Nazfryn carefully whisked this off and tossed it aside, revealing the hidden artwork.  The canvas itself was some painting or other, currently serving only as a particularly unfortunate backdrop to the piece of paper which only mostly covered it, secured in place with pins at the corners driven right through the original artwork.  By contrast, the paper was a simple sketch brushed in ink—simple, but accurate enough to be clearly the work of a skilled artist—depicting the face of Lord Seiji.

Norovena managed not to stare.  It was relatively easy because he was always in the mindset of carefully not staring at anything when in this place, and it wasn’t the first time he’d seen this.

Seiji’s easily recognizable, exotic features were set in a deep, malicious smirk which made Norovena really admire the skill of whoever had drawn this.  He had never actually seen the man make that expression in person, but it just so perfectly suited his features and captured the essence of him; the painter had clearly seen his subject more than once, and heard some pointed descriptions of his demeanor.  The white paper was mostly clean, preserving the likeness, but mysterious smudges and stains bedecked the edges of it, their substance inscrutable though a few were recognizably fingermarks.  As if someone had been tenderly caressing the paper in the aftermath of something which got their hands extremely sticky.  Only a couple of spots were imposed on the actual drawing, an obscuring smudge across Lord Seiji’s lips which hinted at repeated contact, and a somewhat smaller one on his forehead.

Now, Nazfryn leaned forward and very gently kissed that spot, tenderly grazing the edge of the portrait with her fingers as she straightened.  Then she twirled back to face Norovena again, bright-eyed and eager.

“Now!  Tell me, Captain, tell me what my dear boy has been up to!”

He was pretty sure she’d never actually seen the man in person, even from a distance.  Nazfryn was usually disappointed by the objects of these obsessions she picked up from time to time.  The truly terrifying thing was that this time, he suspected Lord Seiji was going to prove far more interesting than even she imagined.
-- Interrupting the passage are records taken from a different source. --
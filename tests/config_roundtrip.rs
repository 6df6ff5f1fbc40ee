// tests/config_roundtrip.rs
//! Integration tests for configuration loading and export

use tremor_core::config::{ConfigLoader, SourceKind, SystemConfig};

#[test]
fn test_export_then_reload_preserves_settings() {
    let dir = tempfile::tempdir().expect("failed to create temp dir");
    let path = dir.path().join("tremor.toml");

    let mut config = SystemConfig::default();
    config.monitor.tick_interval_ms = 500;
    config.monitor.alerts_enabled = false;

    ConfigLoader::export_config(&config, &path).expect("failed to export config");
    let reloaded = ConfigLoader::load_config_file(&path).expect("failed to reload config");

    assert_eq!(reloaded.monitor.tick_interval_ms, 500);
    assert!(!reloaded.monitor.alerts_enabled);
    assert_eq!(reloaded.hal.source, SourceKind::Simulator);
}

#[test]
fn test_partial_file_overrides_only_named_fields() {
    let dir = tempfile::tempdir().expect("failed to create temp dir");
    let path = dir.path().join("tremor.toml");
    std::fs::write(
        &path,
        "[monitor]\nhistory_capacity = 40\n\n[hal]\nsource = \"simulator\"\n\n[hal.simulator]\nfrequency_min_hz = 3.0\nfrequency_max_hz = 8.0\namplitude_min = 30.0\namplitude_max = 100.0\nseed = 9\n",
    )
    .expect("failed to write config");

    let config = ConfigLoader::load_config_file(&path).expect("failed to load config");

    assert_eq!(config.monitor.history_capacity, 40);
    assert_eq!(config.monitor.tick_interval_ms, 1000);
    assert!(config.monitor.monitoring_enabled);
    assert_eq!(config.hal.simulator.unwrap().seed, Some(9));
}

#[test]
fn test_loader_surfaces_validation_errors_from_disk() {
    let dir = tempfile::tempdir().expect("failed to create temp dir");
    let path = dir.path().join("tremor.toml");
    std::fs::write(&path, "[monitor]\nhistory_capacity = 0\n").expect("failed to write config");

    let error = ConfigLoader::load_config_file(&path).unwrap_err();
    assert!(error.to_string().contains("History capacity"));
}
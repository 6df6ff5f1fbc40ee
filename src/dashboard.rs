// src/dashboard.rs
//! Dashboard status feed
//!
//! The dashboard shows its own status badge, refreshed on a slower
//! cadence by drawing one of the three statuses uniformly at random.
//! This feed is deliberately independent of the monitoring screen's
//! classifier; the two are separate demo illustrations and are not
//! synchronized.

use crate::config::DashboardSettings;
use crate::monitor::classifier::TremorStatus;
use crate::utils::time::current_timestamp_millis;
use parking_lot::RwLock;
use rand::rngs::StdRng;
use rand::{Rng, SeedableRng};
use serde::Serialize;
use std::sync::{Arc, Weak};
use std::time::Duration;
use tokio::task::JoinHandle;
use tokio::time::MissedTickBehavior;

/// Dashboard badge state
#[derive(Debug, Clone, Copy, PartialEq, Serialize)]
pub struct DashboardStatus {
    pub status: TremorStatus,
    pub updated_at_ms: u64,
}

/// Hard-coded daily summary card
#[derive(Debug, Clone, Copy, PartialEq, Serialize)]
pub struct DailySummary {
    pub active_hours: f32,
    pub grip_changes: u32,
    pub average_frequency_hz: f32,
}

impl DailySummary {
    /// Demo figures shown by the reference client
    pub fn demo() -> Self {
        Self {
            active_hours: 8.2,
            grip_changes: 12,
            average_frequency_hz: 4.1,
        }
    }
}

/// Draw a dashboard status uniformly from the three severities
pub fn draw_status<R: Rng>(rng: &mut R) -> TremorStatus {
    match rng.gen_range(0..3) {
        0 => TremorStatus::Normal,
        1 => TremorStatus::Mild,
        _ => TremorStatus::Severe,
    }
}

/// Periodically refreshed dashboard feed
pub struct DashboardFeed {
    state: Arc<RwLock<DashboardStatus>>,
    refresh_interval: Duration,
    seed: Option<u64>,
    ticker: Option<JoinHandle<()>>,
}

impl DashboardFeed {
    pub fn new(settings: &DashboardSettings) -> Self {
        Self {
            state: Arc::new(RwLock::new(DashboardStatus {
                status: TremorStatus::Normal,
                updated_at_ms: current_timestamp_millis(),
            })),
            refresh_interval: Duration::from_millis(settings.refresh_interval_ms),
            seed: None,
            ticker: None,
        }
    }

    /// Fix the RNG seed for a reproducible badge sequence
    pub fn with_seed(mut self, seed: u64) -> Self {
        self.seed = Some(seed);
        self
    }

    /// Start the refresh ticker; idempotent while running
    pub fn start(&mut self) {
        if self.ticker.is_some() {
            return;
        }
        self.ticker = Some(spawn_ticker(
            Arc::downgrade(&self.state),
            self.refresh_interval,
            self.seed,
        ));
    }

    /// Stop the refresh ticker
    pub fn stop(&mut self) {
        if let Some(handle) = self.ticker.take() {
            handle.abort();
        }
    }

    /// Current badge state
    pub fn status(&self) -> DashboardStatus {
        *self.state.read()
    }
}

impl Drop for DashboardFeed {
    fn drop(&mut self) {
        self.stop();
    }
}

fn spawn_ticker(
    state: Weak<RwLock<DashboardStatus>>,
    period: Duration,
    seed: Option<u64>,
) -> JoinHandle<()> {
    tokio::spawn(async move {
        let mut rng = match seed {
            Some(seed) => StdRng::seed_from_u64(seed),
            None => StdRng::from_entropy(),
        };
        let mut ticker = tokio::time::interval_at(tokio::time::Instant::now() + period, period);
        ticker.set_missed_tick_behavior(MissedTickBehavior::Delay);

        loop {
            ticker.tick().await;

            let Some(state) = state.upgrade() else {
                return;
            };

            let status = draw_status(&mut rng);
            *state.write() = DashboardStatus {
                status,
                updated_at_ms: current_timestamp_millis(),
            };
            tracing::trace!(%status, "dashboard badge refreshed");
        }
    })
}

#[cfg(test)]
mod tests {
    use super::*;

    #[test]
    fn test_draw_status_covers_all_severities() {
        let mut rng = StdRng::seed_from_u64(11);
        let mut seen = std::collections::HashSet::new();
        for _ in 0..100 {
            seen.insert(draw_status(&mut rng));
        }
        assert_eq!(seen.len(), 3);
    }

    #[test]
    fn test_demo_summary_figures() {
        let summary = DailySummary::demo();
        assert_eq!(summary.active_hours, 8.2);
        assert_eq!(summary.grip_changes, 12);
        assert_eq!(summary.average_frequency_hz, 4.1);
    }

    #[tokio::test(start_paused = true)]
    async fn test_feed_refreshes_on_its_own_cadence() {
        let mut feed = DashboardFeed::new(&DashboardSettings::default()).with_seed(5);
        let initial = feed.status();
        feed.start();

        tokio::time::sleep(Duration::from_millis(5100)).await;
        let refreshed = feed.status();
        assert!(refreshed.updated_at_ms >= initial.updated_at_ms);

        feed.stop();
        let stopped = feed.status();
        tokio::time::sleep(Duration::from_millis(15_000)).await;
        assert_eq!(feed.status(), stopped);
    }
}
// src/config/loader.rs
//! Configuration loader with path discovery and validation

use crate::config::SystemConfig;
use std::path::{Path, PathBuf};
use thiserror::Error;

/// Configuration loader
///
/// Resolves the first readable configuration file from a list of candidate
/// paths, falling back to built-in defaults when none exists.
pub struct ConfigLoader {
    config_paths: Vec<PathBuf>,
}

/// Configuration loading errors
#[derive(Debug, Error)]
pub enum ConfigError {
    #[error("Configuration file not found: {0}")]
    FileNotFound(String),

    #[error("Configuration parse error: {0}")]
    Parse(#[from] toml::de::Error),

    #[error("Configuration serialize error: {0}")]
    Serialize(#[from] toml::ser::Error),

    #[error("Configuration validation errors: {}", .0.join("; "))]
    Validation(Vec<String>),

    #[error("IO error: {0}")]
    Io(#[from] std::io::Error),
}

impl ConfigLoader {
    /// Create a loader over the default search paths
    pub fn new() -> Self {
        Self {
            config_paths: Self::discover_config_paths(),
        }
    }

    /// Create a loader with custom paths
    pub fn with_paths(paths: Vec<PathBuf>) -> Self {
        Self { config_paths: paths }
    }

    /// Load system configuration, validating consistency
    ///
    /// Returns defaults when no candidate path exists on disk.
    pub fn load_system_config(&self) -> Result<SystemConfig, ConfigError> {
        let config = match self.first_existing_path() {
            Some(path) => Self::load_config_file(path)?,
            None => SystemConfig::default(),
        };

        config
            .validate_consistency()
            .map_err(ConfigError::Validation)?;

        Ok(config)
    }

    /// Load and validate a specific configuration file
    pub fn load_config_file<P: AsRef<Path>>(path: P) -> Result<SystemConfig, ConfigError> {
        let path = path.as_ref();
        if !path.exists() {
            return Err(ConfigError::FileNotFound(path.display().to_string()));
        }

        let content = std::fs::read_to_string(path)?;
        let config: SystemConfig = toml::from_str(&content)?;

        config
            .validate_consistency()
            .map_err(ConfigError::Validation)?;

        tracing::debug!(path = %path.display(), "loaded configuration");
        Ok(config)
    }

    /// Export a configuration to a TOML file
    pub fn export_config<P: AsRef<Path>>(config: &SystemConfig, path: P) -> Result<(), ConfigError> {
        let toml_content = toml::to_string_pretty(config)?;
        std::fs::write(path, toml_content)?;
        Ok(())
    }

    /// Candidate paths, highest priority first
    fn discover_config_paths() -> Vec<PathBuf> {
        let mut paths = Vec::new();

        if let Ok(env_path) = std::env::var("TREMOR_CONFIG") {
            paths.push(PathBuf::from(env_path));
        }

        paths.push(PathBuf::from("tremor.toml"));
        paths.push(PathBuf::from("config/tremor.toml"));

        if let Some(home) = std::env::var_os("HOME") {
            paths.push(PathBuf::from(home).join(".config/tremor-assist/tremor.toml"));
        }

        paths
    }

    fn first_existing_path(&self) -> Option<&PathBuf> {
        self.config_paths.iter().find(|p| p.exists())
    }
}

impl Default for ConfigLoader {
    fn default() -> Self {
        Self::new()
    }
}
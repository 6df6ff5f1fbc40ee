// src/monitor/history.rs
//! Bounded rolling window of recent amplitudes for chart display

use std::collections::VecDeque;

/// Fixed-capacity FIFO of raw amplitude values
///
/// Pushing beyond capacity evicts the oldest entry first; iteration
/// yields oldest to newest for chronological rendering. Display-only:
/// no aggregation is performed on the window.
#[derive(Debug, Clone)]
pub struct AmplitudeHistory {
    window: VecDeque<f32>,
    capacity: usize,
}

impl AmplitudeHistory {
    /// Create a history window; capacity 0 is clamped to 1
    pub fn new(capacity: usize) -> Self {
        let capacity = capacity.max(1);
        Self {
            window: VecDeque::with_capacity(capacity),
            capacity,
        }
    }

    /// Append a value, evicting the oldest entry beyond capacity
    pub fn push(&mut self, value: f32) {
        if self.window.len() == self.capacity {
            self.window.pop_front();
        }
        self.window.push_back(value);
    }

    /// Iterate oldest to newest
    pub fn iter(&self) -> impl Iterator<Item = &f32> {
        self.window.iter()
    }

    /// Snapshot of the window, oldest to newest
    pub fn values(&self) -> Vec<f32> {
        self.window.iter().copied().collect()
    }

    pub fn len(&self) -> usize {
        self.window.len()
    }

    pub fn is_empty(&self) -> bool {
        self.window.is_empty()
    }

    pub fn capacity(&self) -> usize {
        self.capacity
    }

    /// Drop all entries
    pub fn clear(&mut self) {
        self.window.clear();
    }
}

#[cfg(test)]
mod tests {
    use super::*;
    use proptest::prelude::*;

    #[test]
    fn test_push_below_capacity_keeps_everything() {
        let mut history = AmplitudeHistory::new(20);
        for i in 0..5 {
            history.push(i as f32);
        }

        assert_eq!(history.len(), 5);
        assert_eq!(history.values(), vec![0.0, 1.0, 2.0, 3.0, 4.0]);
    }

    #[test]
    fn test_push_beyond_capacity_evicts_oldest() {
        let mut history = AmplitudeHistory::new(20);
        for i in 0..25 {
            history.push(i as f32);
        }

        assert_eq!(history.len(), 20);
        let expected: Vec<f32> = (5..25).map(|i| i as f32).collect();
        assert_eq!(history.values(), expected);
    }

    #[test]
    fn test_zero_capacity_is_clamped() {
        let mut history = AmplitudeHistory::new(0);
        history.push(1.0);
        history.push(2.0);

        assert_eq!(history.capacity(), 1);
        assert_eq!(history.values(), vec![2.0]);
    }

    #[test]
    fn test_clear_empties_the_window() {
        let mut history = AmplitudeHistory::new(4);
        history.push(1.0);
        history.clear();
        assert!(history.is_empty());
    }

    proptest! {
        #[test]
        fn prop_window_holds_the_most_recent_suffix(
            values in proptest::collection::vec(30.0f32..100.0, 0..64),
            capacity in 1usize..32,
        ) {
            let mut history = AmplitudeHistory::new(capacity);
            for &v in &values {
                history.push(v);
            }

            let start = values.len().saturating_sub(capacity);
            prop_assert_eq!(history.values(), values[start..].to_vec());
        }
    }
}
// src/hal/simulator.rs
//! Simulated tremor reading source
//!
//! Draws frequency and amplitude independently and uniformly at random
//! within their configured domains on every call, the way the reference
//! client synthesizes its sensor feed. No correlation between the two is
//! modeled.

use crate::config::constants::simulation;
use crate::hal::traits::{ReadingSource, SourceError};
use crate::hal::types::{DeviceInfo, DeviceStatus, TremorReading};
use crate::utils::time::{SystemTimeProvider, TimeProvider};
use async_trait::async_trait;
use rand::rngs::StdRng;
use rand::{Rng, SeedableRng};
use serde::{Deserialize, Serialize};

/// Simulator configuration
#[derive(Debug, Clone, PartialEq, Deserialize, Serialize)]
pub struct SimulatorConfig {
    /// Half-open frequency domain in Hz, drawn as [min, max)
    pub frequency_min_hz: f32,
    pub frequency_max_hz: f32,

    /// Half-open amplitude domain, drawn as [min, max)
    pub amplitude_min: f32,
    pub amplitude_max: f32,

    /// Fixed RNG seed for reproducible streams; entropy-seeded when absent
    pub seed: Option<u64>,
}

impl Default for SimulatorConfig {
    fn default() -> Self {
        Self {
            frequency_min_hz: simulation::FREQUENCY_MIN_HZ,
            frequency_max_hz: simulation::FREQUENCY_MAX_HZ,
            amplitude_min: simulation::AMPLITUDE_MIN,
            amplitude_max: simulation::AMPLITUDE_MAX,
            seed: None,
        }
    }
}

impl SimulatorConfig {
    /// Validate configuration
    pub fn validate(&self) -> Result<(), SourceError> {
        let ranges = [
            ("frequency", self.frequency_min_hz, self.frequency_max_hz),
            ("amplitude", self.amplitude_min, self.amplitude_max),
        ];

        for (field, min, max) in ranges {
            if !min.is_finite() || !max.is_finite() {
                return Err(SourceError::Configuration(format!(
                    "{} range must be finite, got {}..{}",
                    field, min, max
                )));
            }
            if min >= max {
                return Err(SourceError::Configuration(format!(
                    "{} range must be ascending, got {}..{}",
                    field, min, max
                )));
            }
        }

        Ok(())
    }
}

/// Simulated tremor source
pub struct SimulatedTremorSource {
    config: SimulatorConfig,
    rng: StdRng,
    sequence: u32,
    samples_generated: u64,
    initialized: bool,
    time_provider: Box<dyn TimeProvider + Send + Sync>,
}

impl SimulatedTremorSource {
    /// Create a simulator with configuration validation
    pub fn new(config: SimulatorConfig) -> Result<Self, SourceError> {
        Self::with_time_provider(config, Box::new(SystemTimeProvider))
    }

    /// Create a simulator with an injected time provider
    pub fn with_time_provider(
        config: SimulatorConfig,
        time_provider: Box<dyn TimeProvider + Send + Sync>,
    ) -> Result<Self, SourceError> {
        config.validate()?;

        let rng = match config.seed {
            Some(seed) => StdRng::seed_from_u64(seed),
            None => StdRng::from_entropy(),
        };

        Ok(Self {
            config,
            rng,
            sequence: 0,
            samples_generated: 0,
            initialized: false,
            time_provider,
        })
    }

    /// Create a seeded simulator over the default domains
    pub fn seeded(seed: u64) -> Self {
        let config = SimulatorConfig {
            seed: Some(seed),
            ..Default::default()
        };
        // Default domains always pass validation
        Self::new(config).expect("default simulator config is valid")
    }
}

#[async_trait]
impl ReadingSource for SimulatedTremorSource {
    async fn initialize(&mut self) -> Result<(), SourceError> {
        self.config.validate()?;
        self.sequence = 0;
        self.samples_generated = 0;
        self.initialized = true;
        Ok(())
    }

    async fn next_reading(&mut self) -> Result<TremorReading, SourceError> {
        if !self.initialized {
            return Err(SourceError::NotInitialized);
        }

        let frequency_hz = self
            .rng
            .gen_range(self.config.frequency_min_hz..self.config.frequency_max_hz);
        let amplitude = self
            .rng
            .gen_range(self.config.amplitude_min..self.config.amplitude_max);

        let sequence = self.sequence;
        self.sequence = self.sequence.wrapping_add(1);
        self.samples_generated += 1;

        Ok(TremorReading {
            timestamp_ms: self.time_provider.now_millis(),
            sequence,
            frequency_hz,
            amplitude,
        })
    }

    fn device_info(&self) -> DeviceInfo {
        DeviceInfo {
            name: "Tremor Simulator".to_string(),
            firmware_version: env!("CARGO_PKG_VERSION").to_string(),
            serial_number: format!("SIM-{:08X}", self.config.seed.unwrap_or(0) as u32),
        }
    }

    fn status(&self) -> DeviceStatus {
        DeviceStatus {
            is_connected: self.initialized,
            samples_generated: self.samples_generated,
            ..Default::default()
        }
    }
}

#[cfg(test)]
mod tests {
    use super::*;
    use crate::utils::time::MockTimeProvider;

    #[test]
    fn test_config_validation() {
        assert!(SimulatorConfig::default().validate().is_ok());

        let inverted = SimulatorConfig {
            amplitude_min: 100.0,
            amplitude_max: 30.0,
            ..Default::default()
        };
        assert!(inverted.validate().is_err());

        let non_finite = SimulatorConfig {
            frequency_max_hz: f32::NAN,
            ..Default::default()
        };
        assert!(non_finite.validate().is_err());
    }

    #[tokio::test]
    async fn test_readings_stay_in_domain() {
        let mut source = SimulatedTremorSource::seeded(7);
        source.initialize().await.unwrap();

        for _ in 0..200 {
            let reading = source.next_reading().await.unwrap();
            assert!(reading.frequency_hz >= simulation::FREQUENCY_MIN_HZ);
            assert!(reading.frequency_hz < simulation::FREQUENCY_MAX_HZ);
            assert!(reading.amplitude >= simulation::AMPLITUDE_MIN);
            assert!(reading.amplitude < simulation::AMPLITUDE_MAX);
        }
    }

    #[tokio::test]
    async fn test_sequence_numbers_increment() {
        let mut source = SimulatedTremorSource::seeded(7);
        source.initialize().await.unwrap();

        let mut last = None;
        for _ in 0..10 {
            let reading = source.next_reading().await.unwrap();
            if let Some(prev) = last {
                assert_eq!(reading.sequence, prev + 1);
            }
            last = Some(reading.sequence);
        }
        assert_eq!(source.status().samples_generated, 10);
    }

    #[tokio::test]
    async fn test_seeded_streams_are_reproducible() {
        let mut a = SimulatedTremorSource::seeded(42);
        let mut b = SimulatedTremorSource::seeded(42);
        a.initialize().await.unwrap();
        b.initialize().await.unwrap();

        for _ in 0..20 {
            let ra = a.next_reading().await.unwrap();
            let rb = b.next_reading().await.unwrap();
            assert_eq!(ra.frequency_hz, rb.frequency_hz);
            assert_eq!(ra.amplitude, rb.amplitude);
        }
    }

    #[tokio::test]
    async fn test_reading_before_initialize_fails() {
        let mut source = SimulatedTremorSource::seeded(1);
        let result = source.next_reading().await;
        assert!(matches!(result, Err(SourceError::NotInitialized)));
    }

    #[tokio::test]
    async fn test_timestamps_follow_time_provider() {
        let config = SimulatorConfig {
            seed: Some(3),
            ..Default::default()
        };
        let mut source = SimulatedTremorSource::with_time_provider(
            config,
            Box::new(MockTimeProvider::new(1_000)),
        )
        .unwrap();
        source.initialize().await.unwrap();

        let reading = source.next_reading().await.unwrap();
        assert_eq!(reading.timestamp_ms, 1_000);
    }
}
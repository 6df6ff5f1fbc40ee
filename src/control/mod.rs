// src/control/mod.rs
//! Prosthetic control: grip selection and tremor compensation settings

pub mod grip;

pub use grip::GripPattern;

use crate::config::constants::control;
use crate::notify::{Notice, Notifier};
use serde::{Deserialize, Serialize};
use thiserror::Error;

/// Control errors
#[derive(Debug, Clone, Error)]
pub enum ControlError {
    #[error("Prosthetic device is not connected")]
    NotConnected,

    #[error("Invalid control settings: {}", .0.join("; "))]
    InvalidSettings(Vec<String>),
}

/// Grip and tremor-compensation settings sent to the device
#[derive(Debug, Clone, Copy, PartialEq, Serialize, Deserialize)]
pub struct ControlSettings {
    pub grip: GripPattern,
    /// Damping strength on a 0-100 scale
    pub adaptive_damping: u8,
    pub stabilization_mode: bool,
    /// Response speed on a 0-100 scale
    pub responsiveness: u8,
}

impl Default for ControlSettings {
    fn default() -> Self {
        Self {
            grip: GripPattern::default(),
            adaptive_damping: control::DEFAULT_ADAPTIVE_DAMPING,
            stabilization_mode: true,
            responsiveness: control::DEFAULT_RESPONSIVENESS,
        }
    }
}

impl ControlSettings {
    /// Validate setting ranges, accumulating every violation
    pub fn validate(&self) -> Result<(), ControlError> {
        let mut errors = Vec::new();

        if self.adaptive_damping > control::SETTING_SCALE_MAX {
            errors.push(format!(
                "adaptive_damping {} exceeds {}",
                self.adaptive_damping,
                control::SETTING_SCALE_MAX
            ));
        }
        if self.responsiveness > control::SETTING_SCALE_MAX {
            errors.push(format!(
                "responsiveness {} exceeds {}",
                self.responsiveness,
                control::SETTING_SCALE_MAX
            ));
        }

        if errors.is_empty() {
            Ok(())
        } else {
            Err(ControlError::InvalidSettings(errors))
        }
    }
}

/// Controller applying settings to the prosthetic device
///
/// There is no real device link; connection state gates the apply path
/// exactly as the client's send-to-device action is gated.
pub struct ProstheticController {
    settings: ControlSettings,
    connected: bool,
}

impl ProstheticController {
    pub fn new(connected: bool) -> Self {
        Self {
            settings: ControlSettings::default(),
            connected,
        }
    }

    pub fn is_connected(&self) -> bool {
        self.connected
    }

    /// Flip the connection state, reporting the transition
    pub fn toggle_connection(&mut self, notifier: &dyn Notifier) -> bool {
        self.connected = !self.connected;
        let notice = if self.connected {
            Notice::success("Device Connected", "Successfully paired with prosthetic device")
        } else {
            Notice::success("Device Disconnected", "Prosthetic device disconnected")
        };
        notifier.notify(notice);
        self.connected
    }

    pub fn settings(&self) -> ControlSettings {
        self.settings
    }

    pub fn select_grip(&mut self, grip: GripPattern) {
        self.settings.grip = grip;
    }

    /// Apply settings to the device
    ///
    /// Fails when disconnected; on success the selected grip becomes
    /// active and a confirmation notice is emitted.
    pub fn apply(
        &mut self,
        settings: ControlSettings,
        notifier: &dyn Notifier,
    ) -> Result<(), ControlError> {
        if !self.connected {
            notifier.notify(Notice::destructive(
                "Connection Error",
                "Please connect to your prosthetic device first.",
            ));
            return Err(ControlError::NotConnected);
        }

        settings.validate()?;
        self.settings = settings;

        tracing::info!(
            grip = %settings.grip,
            adaptive_damping = settings.adaptive_damping,
            stabilization = settings.stabilization_mode,
            responsiveness = settings.responsiveness,
            "control settings applied"
        );
        notifier.notify(Notice::success(
            "Settings Updated",
            format!("{} grip pattern activated.", settings.grip),
        ));
        Ok(())
    }
}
Norovena cleared his throat, settling more firmly into his persona.  Awkward and somewhat befuddled, dutiful and out of his depth.  Just a soldier reporting as ordered, nothing to see here.

“M’lord, m’lady.  Well, yes, Lord Seiji did pay me a visit this morning.  Less than an hour ago; I came to report to you as soon as he left, as ordered.  This is the first I’ve heard from or about him since the last…incident.”

“Spit it out, you—”

“Hush.”  Caludon’s cold tone made his wife clamp her teeth shut with an audible snap.  He looked very flatly at her for a second before relaxing into a droll smile again.  “Let the man talk, kitten, you know he’s not the best with words.  Just savor the anticipation.  Do go on, Captain.”

“Ah, yes…thank you, m’lord.  Well, most of the visit seemed to be social in nature.  He’s definitely cultivating me as a contact and dropped in to say hello.  There was something of substance, though, after all the pleasantries.  Two points, actually.  Most importantly, he referenced the next stage of what I think is his actual plan.  Lord Seiji suggested that I should begin pinning the blame for any and all bandit activity on Clan Olumnach, implying that if actual evidence didn’t present itself, it could be fabricated.”

“Oooh!  Oooooh!  Oh, now he’s going after Caldimer, I knew it.  I knew he would!”  Nazfryn turned to her husband, doing a mincing little dance in place.  “Didn’t I tell you, my love?  Oh, but what was he like, Captain?  How did he say it?”

Crap, of course she wouldn’t just let him get off with the basics.  Norovena squinted and screwed up his face, making a show of thinking with a generous hint that it wasn’t his strong suit.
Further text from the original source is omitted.